(Stored items)
______________________________

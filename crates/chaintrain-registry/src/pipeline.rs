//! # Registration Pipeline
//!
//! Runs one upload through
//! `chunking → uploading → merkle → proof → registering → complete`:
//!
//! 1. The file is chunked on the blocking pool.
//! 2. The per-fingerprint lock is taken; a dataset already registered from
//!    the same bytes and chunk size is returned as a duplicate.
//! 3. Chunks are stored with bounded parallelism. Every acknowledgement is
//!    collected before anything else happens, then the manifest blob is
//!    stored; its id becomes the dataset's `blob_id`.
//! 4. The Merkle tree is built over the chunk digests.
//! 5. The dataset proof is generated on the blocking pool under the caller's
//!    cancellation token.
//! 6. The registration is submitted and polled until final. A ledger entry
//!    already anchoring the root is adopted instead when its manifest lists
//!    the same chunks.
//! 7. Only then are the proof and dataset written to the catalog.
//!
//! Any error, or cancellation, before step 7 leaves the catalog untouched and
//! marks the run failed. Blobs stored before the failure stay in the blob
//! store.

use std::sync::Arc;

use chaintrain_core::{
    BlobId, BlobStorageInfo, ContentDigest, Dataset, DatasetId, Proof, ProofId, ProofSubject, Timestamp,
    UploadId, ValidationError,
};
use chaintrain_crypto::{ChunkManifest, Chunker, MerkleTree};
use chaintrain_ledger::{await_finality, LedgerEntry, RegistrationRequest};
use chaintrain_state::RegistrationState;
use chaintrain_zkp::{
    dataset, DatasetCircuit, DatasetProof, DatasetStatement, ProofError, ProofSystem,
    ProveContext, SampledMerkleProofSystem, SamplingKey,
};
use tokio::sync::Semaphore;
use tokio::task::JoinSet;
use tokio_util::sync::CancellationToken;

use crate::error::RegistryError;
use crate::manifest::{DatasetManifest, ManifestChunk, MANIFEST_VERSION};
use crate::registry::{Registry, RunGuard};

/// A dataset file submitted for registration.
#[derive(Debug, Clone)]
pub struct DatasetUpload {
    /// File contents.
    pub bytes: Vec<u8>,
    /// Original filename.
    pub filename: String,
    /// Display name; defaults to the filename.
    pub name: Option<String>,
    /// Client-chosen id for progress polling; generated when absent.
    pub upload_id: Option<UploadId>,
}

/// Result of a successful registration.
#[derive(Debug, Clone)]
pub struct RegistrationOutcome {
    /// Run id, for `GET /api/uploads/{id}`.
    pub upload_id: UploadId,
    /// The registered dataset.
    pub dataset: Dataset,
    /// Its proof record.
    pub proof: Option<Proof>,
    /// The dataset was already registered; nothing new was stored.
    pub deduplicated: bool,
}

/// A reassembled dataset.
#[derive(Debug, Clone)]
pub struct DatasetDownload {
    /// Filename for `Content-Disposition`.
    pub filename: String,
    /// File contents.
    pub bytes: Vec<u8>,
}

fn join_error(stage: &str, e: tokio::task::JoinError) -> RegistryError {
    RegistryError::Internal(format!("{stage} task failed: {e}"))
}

______________________________

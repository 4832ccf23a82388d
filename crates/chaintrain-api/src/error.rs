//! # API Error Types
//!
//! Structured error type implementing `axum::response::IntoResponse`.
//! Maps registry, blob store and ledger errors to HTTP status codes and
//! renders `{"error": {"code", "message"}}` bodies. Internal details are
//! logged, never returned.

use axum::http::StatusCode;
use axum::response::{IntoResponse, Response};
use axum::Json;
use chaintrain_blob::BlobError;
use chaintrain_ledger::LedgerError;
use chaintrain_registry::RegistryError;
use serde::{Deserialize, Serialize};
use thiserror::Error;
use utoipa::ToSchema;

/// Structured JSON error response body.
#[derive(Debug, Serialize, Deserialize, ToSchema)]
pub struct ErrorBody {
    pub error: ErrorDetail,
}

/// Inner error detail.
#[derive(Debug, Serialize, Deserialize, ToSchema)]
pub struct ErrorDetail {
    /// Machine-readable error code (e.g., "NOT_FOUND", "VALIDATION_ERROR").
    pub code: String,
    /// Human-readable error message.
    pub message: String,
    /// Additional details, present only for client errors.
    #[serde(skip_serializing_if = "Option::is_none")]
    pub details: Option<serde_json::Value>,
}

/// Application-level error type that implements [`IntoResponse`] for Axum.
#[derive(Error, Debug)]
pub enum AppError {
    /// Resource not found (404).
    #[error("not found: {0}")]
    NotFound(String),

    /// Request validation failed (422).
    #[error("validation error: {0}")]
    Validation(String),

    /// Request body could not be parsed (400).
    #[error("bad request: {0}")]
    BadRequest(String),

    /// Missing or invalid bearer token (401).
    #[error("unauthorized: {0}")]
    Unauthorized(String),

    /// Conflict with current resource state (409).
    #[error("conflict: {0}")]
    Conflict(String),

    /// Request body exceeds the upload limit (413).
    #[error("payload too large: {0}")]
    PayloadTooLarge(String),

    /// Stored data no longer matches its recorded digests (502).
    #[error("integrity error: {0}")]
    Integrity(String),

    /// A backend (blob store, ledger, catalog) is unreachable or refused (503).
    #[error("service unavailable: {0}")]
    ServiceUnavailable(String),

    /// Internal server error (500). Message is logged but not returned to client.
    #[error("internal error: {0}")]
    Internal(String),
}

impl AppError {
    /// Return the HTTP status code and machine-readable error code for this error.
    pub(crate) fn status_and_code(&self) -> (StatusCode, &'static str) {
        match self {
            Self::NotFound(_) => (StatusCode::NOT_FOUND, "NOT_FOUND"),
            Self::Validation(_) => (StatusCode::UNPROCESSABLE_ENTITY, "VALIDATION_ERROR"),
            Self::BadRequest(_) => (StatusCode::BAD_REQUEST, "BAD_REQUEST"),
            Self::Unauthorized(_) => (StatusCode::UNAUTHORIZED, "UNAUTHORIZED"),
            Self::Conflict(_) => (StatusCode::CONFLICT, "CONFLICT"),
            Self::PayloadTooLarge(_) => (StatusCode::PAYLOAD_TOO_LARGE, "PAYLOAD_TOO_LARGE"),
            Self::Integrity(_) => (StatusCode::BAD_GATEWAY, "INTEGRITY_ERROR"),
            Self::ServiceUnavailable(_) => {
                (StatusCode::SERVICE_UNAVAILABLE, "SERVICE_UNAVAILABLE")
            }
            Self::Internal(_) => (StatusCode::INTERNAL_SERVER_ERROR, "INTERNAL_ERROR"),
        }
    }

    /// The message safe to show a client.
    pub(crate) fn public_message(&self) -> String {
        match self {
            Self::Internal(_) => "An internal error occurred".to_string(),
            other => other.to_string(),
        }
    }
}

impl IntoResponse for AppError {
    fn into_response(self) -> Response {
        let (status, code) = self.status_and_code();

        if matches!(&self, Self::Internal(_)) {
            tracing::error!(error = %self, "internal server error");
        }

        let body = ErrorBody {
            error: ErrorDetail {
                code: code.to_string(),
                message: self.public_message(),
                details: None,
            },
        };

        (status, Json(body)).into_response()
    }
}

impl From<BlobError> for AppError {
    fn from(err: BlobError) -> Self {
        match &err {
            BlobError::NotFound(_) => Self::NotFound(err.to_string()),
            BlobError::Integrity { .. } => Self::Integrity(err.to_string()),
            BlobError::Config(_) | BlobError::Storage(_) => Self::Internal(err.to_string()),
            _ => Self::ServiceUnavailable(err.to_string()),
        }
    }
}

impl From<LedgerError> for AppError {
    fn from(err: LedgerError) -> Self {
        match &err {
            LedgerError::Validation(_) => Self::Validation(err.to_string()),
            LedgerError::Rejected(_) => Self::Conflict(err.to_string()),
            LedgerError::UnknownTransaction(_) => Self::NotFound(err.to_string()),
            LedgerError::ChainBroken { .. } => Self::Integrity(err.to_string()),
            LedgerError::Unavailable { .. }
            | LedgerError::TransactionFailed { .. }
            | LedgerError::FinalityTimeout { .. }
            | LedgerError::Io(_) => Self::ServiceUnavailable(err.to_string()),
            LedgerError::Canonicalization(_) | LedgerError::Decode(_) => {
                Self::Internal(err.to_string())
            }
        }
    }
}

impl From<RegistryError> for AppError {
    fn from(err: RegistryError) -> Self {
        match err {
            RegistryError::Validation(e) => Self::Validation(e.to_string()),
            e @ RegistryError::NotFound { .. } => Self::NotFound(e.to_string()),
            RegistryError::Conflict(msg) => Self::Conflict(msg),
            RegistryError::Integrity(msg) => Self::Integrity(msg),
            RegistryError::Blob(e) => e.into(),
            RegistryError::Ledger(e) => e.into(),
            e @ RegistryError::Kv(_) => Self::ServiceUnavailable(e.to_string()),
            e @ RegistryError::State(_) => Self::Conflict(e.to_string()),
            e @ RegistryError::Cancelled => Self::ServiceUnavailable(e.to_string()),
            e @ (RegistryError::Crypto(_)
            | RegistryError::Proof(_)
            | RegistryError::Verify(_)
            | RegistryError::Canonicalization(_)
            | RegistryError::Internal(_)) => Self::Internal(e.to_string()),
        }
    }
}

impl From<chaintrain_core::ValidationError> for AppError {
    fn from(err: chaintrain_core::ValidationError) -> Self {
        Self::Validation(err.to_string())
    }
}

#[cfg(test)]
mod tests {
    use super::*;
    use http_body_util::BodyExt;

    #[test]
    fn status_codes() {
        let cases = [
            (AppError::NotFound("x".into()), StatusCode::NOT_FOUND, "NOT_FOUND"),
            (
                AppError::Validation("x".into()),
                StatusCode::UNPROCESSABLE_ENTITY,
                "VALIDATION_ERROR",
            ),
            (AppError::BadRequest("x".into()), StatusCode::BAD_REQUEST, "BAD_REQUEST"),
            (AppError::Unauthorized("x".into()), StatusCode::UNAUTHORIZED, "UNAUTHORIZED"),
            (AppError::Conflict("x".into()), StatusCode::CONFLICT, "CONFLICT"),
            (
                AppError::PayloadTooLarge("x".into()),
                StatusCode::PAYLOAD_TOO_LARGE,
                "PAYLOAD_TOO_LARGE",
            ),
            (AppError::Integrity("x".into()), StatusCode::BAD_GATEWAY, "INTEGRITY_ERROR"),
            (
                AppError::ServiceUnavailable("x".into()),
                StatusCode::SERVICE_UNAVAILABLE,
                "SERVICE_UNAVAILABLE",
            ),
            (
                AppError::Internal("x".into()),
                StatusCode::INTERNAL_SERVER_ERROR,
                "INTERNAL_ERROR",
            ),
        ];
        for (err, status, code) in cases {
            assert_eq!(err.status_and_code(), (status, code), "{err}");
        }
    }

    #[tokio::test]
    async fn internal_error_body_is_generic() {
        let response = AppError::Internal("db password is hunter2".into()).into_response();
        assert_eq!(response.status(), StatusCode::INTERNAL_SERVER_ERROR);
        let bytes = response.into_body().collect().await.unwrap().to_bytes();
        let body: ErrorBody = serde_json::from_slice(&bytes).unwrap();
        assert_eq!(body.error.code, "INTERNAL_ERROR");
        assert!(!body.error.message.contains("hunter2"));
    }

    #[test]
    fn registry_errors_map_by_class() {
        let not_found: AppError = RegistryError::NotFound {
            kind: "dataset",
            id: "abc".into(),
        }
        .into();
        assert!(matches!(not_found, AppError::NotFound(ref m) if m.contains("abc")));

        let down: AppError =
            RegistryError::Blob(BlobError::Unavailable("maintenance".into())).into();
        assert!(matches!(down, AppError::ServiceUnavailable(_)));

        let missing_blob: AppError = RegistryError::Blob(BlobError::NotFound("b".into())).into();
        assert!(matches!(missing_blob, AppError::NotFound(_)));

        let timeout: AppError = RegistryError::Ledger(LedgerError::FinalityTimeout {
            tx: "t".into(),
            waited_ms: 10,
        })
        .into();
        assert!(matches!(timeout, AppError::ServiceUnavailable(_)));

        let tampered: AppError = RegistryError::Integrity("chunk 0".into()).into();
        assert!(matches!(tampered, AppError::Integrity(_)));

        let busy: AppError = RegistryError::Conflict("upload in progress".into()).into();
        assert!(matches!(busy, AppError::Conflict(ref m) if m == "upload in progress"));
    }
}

______________________________

## YOUR TASK
Please reproduce the lines from the line with "filename crates/chaintrain-registry/src/pipeline.rs" to the line with "already registered from", both ends included, exactly as they appear above.

## RESPONSE AREA
filename crates/chaintrain-registry/src/pipeline.rs
//! # Registration Pipeline
//!
//! Runs one upload through
//! `chunking → uploading → merkle → proof → registering → complete`:
//!
//! 1. The file is chunked on the blocking pool.
//! 2. The per-fingerprint lock is taken; a dataset already registered from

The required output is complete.